Last night we invited in our biggest batch of V4 alpha users at around 6pm. 20,000 in total. Within 20 minutes, Digg V4 was unusable. Here's what happened:
- We have been working on an on-going problem with our backend consumers not being load balanced properly across multiple RabbitMQ servers. We have been trying to get haproxy to make this happen and in our testing, it seemed to work after numerous changes this week in alpha. Once we tried on production, not so well. We rolled this change back.
- We added 20,000 people to the whitelist. Now this doesn't mean the site can't work with 20,000 people. It means we added a list of people to our whitelist, and the way the whitelist was implemented on the backend, was extremely inefficient. Every time someone was trying to login, it was pulling out 25,000+ sets of ids and trying to see if that user was whitelisted. Take that inefficiency and our coordinated email efforts, we bombed things. We have corrected this now and its working great!
- Lazyboy (our library we wrote to talk to Cassandra) has a hardcoded limit (max #) of data that can be returned at any given time. This value is extremely high! (100,000!). That's insane. This default actually hurt us with the whitelist, it should of never tried to fetch so much data at time. The proper way you handle pulling large sets of data from distributed database is you need to paginate (this is for load balancing and not over taxing system resources to a single node)

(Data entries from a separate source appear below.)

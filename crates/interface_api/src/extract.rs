//! Extractors whose rejections render as problem documents

use axum::extract::{FromRequest, FromRequestParts};

use crate::error::ApiError;

/// `Json` with problem-document rejections
#[derive(Debug, FromRequest)]
#[from_request(via(axum::Json), rejection(ApiError))]
pub struct ApiJson<T>(pub T);

/// `Query` with problem-document rejections
#[derive(Debug, FromRequestParts)]
#[from_request(via(axum::extract::Query), rejection(ApiError))]
pub struct ApiQuery<T>(pub T);

/// `Path` with problem-document rejections
#[derive(Debug, FromRequestParts)]
#[from_request(via(axum::extract::Path), rejection(ApiError))]
pub struct ApiPath<T>(pub T);
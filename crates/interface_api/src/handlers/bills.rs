//! Bill handlers

use axum::{
    extract::{multipart::MultipartRejection, Multipart, State},
    http::StatusCode,
    Json,
};
use chrono::NaiveDate;
use tracing::debug;

use core_kernel::PageRequest;
use domain_billing::{BillFilter, BillInput};

use crate::dto::bill::*;
use crate::error::ApiError;
use crate::extract::{ApiJson, ApiPath, ApiQuery};
use crate::AppState;

/// Multipart field carrying the CSV document
pub const IMPORT_FIELD: &str = "file";

/// Creates a bill
pub async fn create_bill(
    State(state): State<AppState>,
    ApiJson(request): ApiJson<BillRequest>,
) -> Result<(StatusCode, Json<BillResponse>), ApiError> {
    let bill = state.bills.create(BillInput::from(request)).await?;
    Ok((StatusCode::CREATED, Json(bill.into())))
}

/// Lists bills in insertion order
pub async fn list_bills(
    State(state): State<AppState>,
    ApiQuery(params): ApiQuery<PageParams>,
) -> Result<Json<PageResponse<BillResponse>>, ApiError> {
    let page = page_request(&state, params.page, params.size)?;
    let bills = state.bills.list(page).await?;
    Ok(Json(bills.into()))
}

/// Gets a bill by ID
pub async fn get_bill(
    State(state): State<AppState>,
    ApiPath(id): ApiPath<String>,
) -> Result<Json<BillResponse>, ApiError> {
    let bill = state.bills.find_by_id(&id).await?;
    Ok(Json(bill.into()))
}

/// Lists bills by due date and description fragment
pub async fn filter_bills(
    State(state): State<AppState>,
    ApiQuery(params): ApiQuery<FilterParams>,
) -> Result<Json<PageResponse<BillResponse>>, ApiError> {
    let page = page_request(&state, params.page, params.size)?;
    let due_date = parse_due_date(params.data_vencimento.as_deref())?;

    let filter = BillFilter::new(due_date, params.descricao);
    let bills = state.bills.filter(filter, page).await?;
    Ok(Json(bills.into()))
}

/// Replaces the fields of a bill
pub async fn update_bill(
    State(state): State<AppState>,
    ApiPath(id): ApiPath<String>,
    ApiJson(request): ApiJson<BillRequest>,
) -> Result<Json<BillResponse>, ApiError> {
    let bill = state.bills.update(&id, BillInput::from(request)).await?;
    Ok(Json(bill.into()))
}

/// Marks a bill as paid
pub async fn pay_bill(
    State(state): State<AppState>,
    ApiPath(id): ApiPath<String>,
) -> Result<StatusCode, ApiError> {
    state.bills.pay(&id).await?;
    Ok(StatusCode::NO_CONTENT)
}

/// Deletes a bill
pub async fn delete_bill(
    State(state): State<AppState>,
    ApiPath(id): ApiPath<String>,
) -> Result<StatusCode, ApiError> {
    state.bills.delete(&id).await?;
    Ok(StatusCode::NO_CONTENT)
}

/// Imports every row of an uploaded CSV document
pub async fn import_bills(
    State(state): State<AppState>,
    multipart: Result<Multipart, MultipartRejection>,
) -> Result<Json<Vec<BillResponse>>, ApiError> {
    let mut multipart = multipart?;

    let mut document = None;
    while let Some(field) = multipart.next_field().await? {
        if field.name() == Some(IMPORT_FIELD) {
            document = Some(field.bytes().await?);
            break;
        }
    }

    let document = document.ok_or_else(|| {
        ApiError::InvalidParameter(format!(
            "The multipart field '{}' is required.",
            IMPORT_FIELD
        ))
    })?;
    debug!(bytes = document.len(), "Received bill import");

    let bills = state.bills.import_bills(document.as_ref()).await?;
    Ok(Json(bills.into_iter().map(BillResponse::from).collect()))
}

fn page_request(
    state: &AppState,
    page: Option<u32>,
    size: Option<u32>,
) -> Result<PageRequest, ApiError> {
    let size = size.unwrap_or(state.config.default_page_size);
    Ok(PageRequest::new(page.unwrap_or(0), size)?)
}

fn parse_due_date(raw: Option<&str>) -> Result<Option<NaiveDate>, ApiError> {
    let Some(raw) = raw.map(str::trim).filter(|s| !s.is_empty()) else {
        return Ok(None);
    };

    NaiveDate::parse_from_str(raw, "%Y-%m-%d")
        .map(Some)
        .map_err(|_| {
            ApiError::InvalidParameter(format!(
                "URL parameter 'data_vencimento' received value '{}', which is of an invalid type. \
                 Please enter a value compatible with type date (YYYY-MM-DD).",
                raw
            ))
        })
}
//! Billing Domain Ports
//!
//! This module defines the persistence port for bills. The lifecycle service
//! only talks to [`BillStore`]; adapters decide where the records live:
//!
//! - **Postgres Adapter**: `infra_db::adapters::PostgresBillAdapter`
//! - **In-memory Adapter**: [`mock::InMemoryBillStore`], for tests and demos
//!
//! # Usage
//!
//! ```rust,ignore
//! use domain_billing::{BillService, BillStore};
//! use std::sync::Arc;
//!
//! let store: Arc<dyn BillStore> = Arc::new(PostgresBillAdapter::new(pool));
//! let service = BillService::new(store);
//! ```
//!
//! # Invariants
//!
//! - Identifiers are assigned only by the store (`save` and `save_all`)
//! - Listing order is insertion order, so pagination is stable
//! - `save_all` persists the whole batch or nothing

use async_trait::async_trait;
use chrono::NaiveDate;

use core_kernel::{BillId, DomainPort, HealthCheckable, Page, PageRequest, PortError};

use crate::bill::{Bill, NewBill};

/// Criteria for filtered listings
///
/// Absent criteria match every bill; present ones are combined.
#[derive(Debug, Clone, Default, PartialEq, Eq)]
pub struct BillFilter {
    /// Exact due date
    pub due_date: Option<NaiveDate>,
    /// Case-insensitive literal substring of the description
    pub description: Option<String>,
}

impl BillFilter {
    /// Creates a filter, treating a blank description as absent
    pub fn new(due_date: Option<NaiveDate>, description: Option<String>) -> Self {
        Self {
            due_date,
            description: description.filter(|d| !d.trim().is_empty()),
        }
    }

    /// Whether the filter constrains nothing
    pub fn is_empty(&self) -> bool {
        self.due_date.is_none() && self.description.is_none()
    }

    /// Whether a bill satisfies every present criterion
    pub fn matches(&self, bill: &Bill) -> bool {
        if let Some(due_date) = self.due_date {
            if bill.due_date != due_date {
                return false;
            }
        }
        if let Some(ref description) = self.description {
            if !bill
                .description
                .to_lowercase()
                .contains(&description.to_lowercase())
            {
                return false;
            }
        }
        true
    }
}

/// Persistence port for bills
///
/// All methods are async and return `Result<T, PortError>` so database and
/// in-memory adapters report failures the same way.
#[async_trait]
pub trait BillStore: DomainPort + HealthCheckable {
    /// Persists a new bill and returns it with its assigned identifier
    async fn save(&self, bill: NewBill) -> Result<Bill, PortError>;

    /// Overwrites every mutable field of an existing bill
    ///
    /// # Returns
    ///
    /// The stored bill, or `PortError::NotFound` when the id is unknown
    async fn update(&self, bill: &Bill) -> Result<Bill, PortError>;

    /// Retrieves a bill by identifier
    async fn find_by_id(&self, id: BillId) -> Result<Option<Bill>, PortError>;

    /// Whether a bill with this identifier exists
    async fn exists_by_id(&self, id: BillId) -> Result<bool, PortError>;

    /// Lists one page of bills in insertion order
    async fn find_all(&self, page: PageRequest) -> Result<Page<Bill>, PortError>;

    /// Lists one page of bills matching the filter, in insertion order
    async fn find_filtered(
        &self,
        filter: &BillFilter,
        page: PageRequest,
    ) -> Result<Page<Bill>, PortError>;

    /// Removes a bill
    ///
    /// # Returns
    ///
    /// `PortError::NotFound` when the id is unknown
    async fn delete_by_id(&self, id: BillId) -> Result<(), PortError>;

    /// Persists a batch atomically, preserving its order
    async fn save_all(&self, bills: Vec<NewBill>) -> Result<Vec<Bill>, PortError>;
}

/// In-memory implementation of BillStore
///
/// Bills are kept in a vector so listing order is insertion order.
#[cfg(any(test, feature = "mock"))]
pub mod mock {
    use super::*;
    use chrono::Utc;
    use std::sync::Arc;
    use tokio::sync::RwLock;

    /// In-memory bill store for tests and local runs
    #[derive(Debug, Default, Clone)]
    pub struct InMemoryBillStore {
        bills: Arc<RwLock<Vec<Bill>>>,
    }

    impl InMemoryBillStore {
        /// Creates an empty store
        pub fn new() -> Self {
            Self::default()
        }

        /// Pre-populates the store, assigning identifiers in order
        pub async fn with_bills(bills: Vec<NewBill>) -> Self {
            let store = Self::new();
            {
                let mut stored = store.bills.write().await;
                stored.extend(bills.into_iter().map(|b| b.into_bill(BillId::new_v7())));
            }
            store
        }

        /// Number of stored bills
        pub async fn len(&self) -> usize {
            self.bills.read().await.len()
        }

        /// Whether the store holds no bills
        pub async fn is_empty(&self) -> bool {
            self.bills.read().await.is_empty()
        }

        /// Snapshot of every stored bill, in insertion order
        pub async fn snapshot(&self) -> Vec<Bill> {
            self.bills.read().await.clone()
        }
    }

    impl DomainPort for InMemoryBillStore {}

    #[async_trait]
    impl HealthCheckable for InMemoryBillStore {
        async fn health_check(&self) -> core_kernel::HealthCheckResult {
            core_kernel::HealthCheckResult {
                adapter_id: "in-memory-bill-store".to_string(),
                status: core_kernel::AdapterHealth::Healthy,
                latency_ms: 0,
                message: Some("In-memory store always healthy".to_string()),
                checked_at: Utc::now(),
            }
        }
    }

    #[async_trait]
    impl BillStore for InMemoryBillStore {
        async fn save(&self, bill: NewBill) -> Result<Bill, PortError> {
            let bill = bill.into_bill(BillId::new_v7());
            self.bills.write().await.push(bill.clone());
            Ok(bill)
        }

        async fn update(&self, bill: &Bill) -> Result<Bill, PortError> {
            let mut bills = self.bills.write().await;
            let stored = bills
                .iter_mut()
                .find(|b| b.id == bill.id)
                .ok_or_else(|| PortError::not_found("Bill", bill.id))?;
            *stored = bill.clone();
            Ok(stored.clone())
        }

        async fn find_by_id(&self, id: BillId) -> Result<Option<Bill>, PortError> {
            Ok(self.bills.read().await.iter().find(|b| b.id == id).cloned())
        }

        async fn exists_by_id(&self, id: BillId) -> Result<bool, PortError> {
            Ok(self.bills.read().await.iter().any(|b| b.id == id))
        }

        async fn find_all(&self, page: PageRequest) -> Result<Page<Bill>, PortError> {
            Ok(Page::from_slice(&self.bills.read().await, page))
        }

        async fn find_filtered(
            &self,
            filter: &BillFilter,
            page: PageRequest,
        ) -> Result<Page<Bill>, PortError> {
            let matching: Vec<Bill> = self
                .bills
                .read()
                .await
                .iter()
                .filter(|b| filter.matches(b))
                .cloned()
                .collect();
            Ok(Page::from_slice(&matching, page))
        }

        async fn delete_by_id(&self, id: BillId) -> Result<(), PortError> {
            let mut bills = self.bills.write().await;
            let position = bills
                .iter()
                .position(|b| b.id == id)
                .ok_or_else(|| PortError::not_found("Bill", id))?;
            bills.remove(position);
            Ok(())
        }

        async fn save_all(&self, bills: Vec<NewBill>) -> Result<Vec<Bill>, PortError> {
            let saved: Vec<Bill> = bills
                .into_iter()
                .map(|b| b.into_bill(BillId::new_v7()))
                .collect();
            self.bills.write().await.extend(saved.iter().cloned());
            Ok(saved)
        }
    }
}

#[cfg(test)]
mod tests {
    use super::mock::InMemoryBillStore;
    use super::*;
    use rust_decimal_macros::dec;

    fn date(day: u32) -> NaiveDate {
        NaiveDate::from_ymd_opt(2024, 1, day).unwrap()
    }

    #[test]
    fn test_blank_description_filter_is_absent() {
        let filter = BillFilter::new(None, Some("   ".to_string()));
        assert!(filter.is_empty());
    }

    #[test]
    fn test_filter_matches_case_insensitive_substring() {
        let bill = NewBill::new(date(5), dec!(1), "Electricity January").into_bill(BillId::new_v7());

        assert!(BillFilter::new(None, Some("CITY jan".to_string())).matches(&bill));
        assert!(BillFilter::new(Some(date(5)), Some("elec".to_string())).matches(&bill));
        assert!(!BillFilter::new(Some(date(6)), Some("elec".to_string())).matches(&bill));
        assert!(!BillFilter::new(None, Some("water".to_string())).matches(&bill));
    }

    #[test]
    fn test_filter_treats_wildcards_literally() {
        let bill = NewBill::new(date(5), dec!(1), "Rent").into_bill(BillId::new_v7());
        assert!(!BillFilter::new(None, Some("%".to_string())).matches(&bill));
    }

    #[tokio::test]
    async fn test_in_memory_store_keeps_insertion_order() {
        let store = InMemoryBillStore::new();
        for day in 1..=5 {
            store
                .save(NewBill::new(date(day), dec!(10), format!("Bill {day}")))
                .await
                .unwrap();
        }

        let page = store.find_all(PageRequest::new(1, 2).unwrap()).await.unwrap();
        let descriptions: Vec<_> = page.content.iter().map(|b| b.description.as_str()).collect();

        assert_eq!(descriptions, vec!["Bill 3", "Bill 4"]);
        assert_eq!(page.total_elements, 5);
        assert_eq!(page.total_pages(), 3);
    }

    #[tokio::test]
    async fn test_in_memory_delete_unknown_is_not_found() {
        let store = InMemoryBillStore::new();
        let error = store.delete_by_id(BillId::new_v7()).await.unwrap_err();
        assert!(error.is_not_found());
    }
}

- We saw timeouts are still too high in some areas on the frontend and backend. If one particular call fails, but some the rest succeed, some pages on the front-end will throw an error or show nothing (even though most things came back just fine). We will need to make changes so if things do fail, we fail fast and try to give users a limited experience.
It's an exciting time to be at Digg right now. We will keep you posted on the challenges we encounter over the next few weeks as we continue to roll out V4.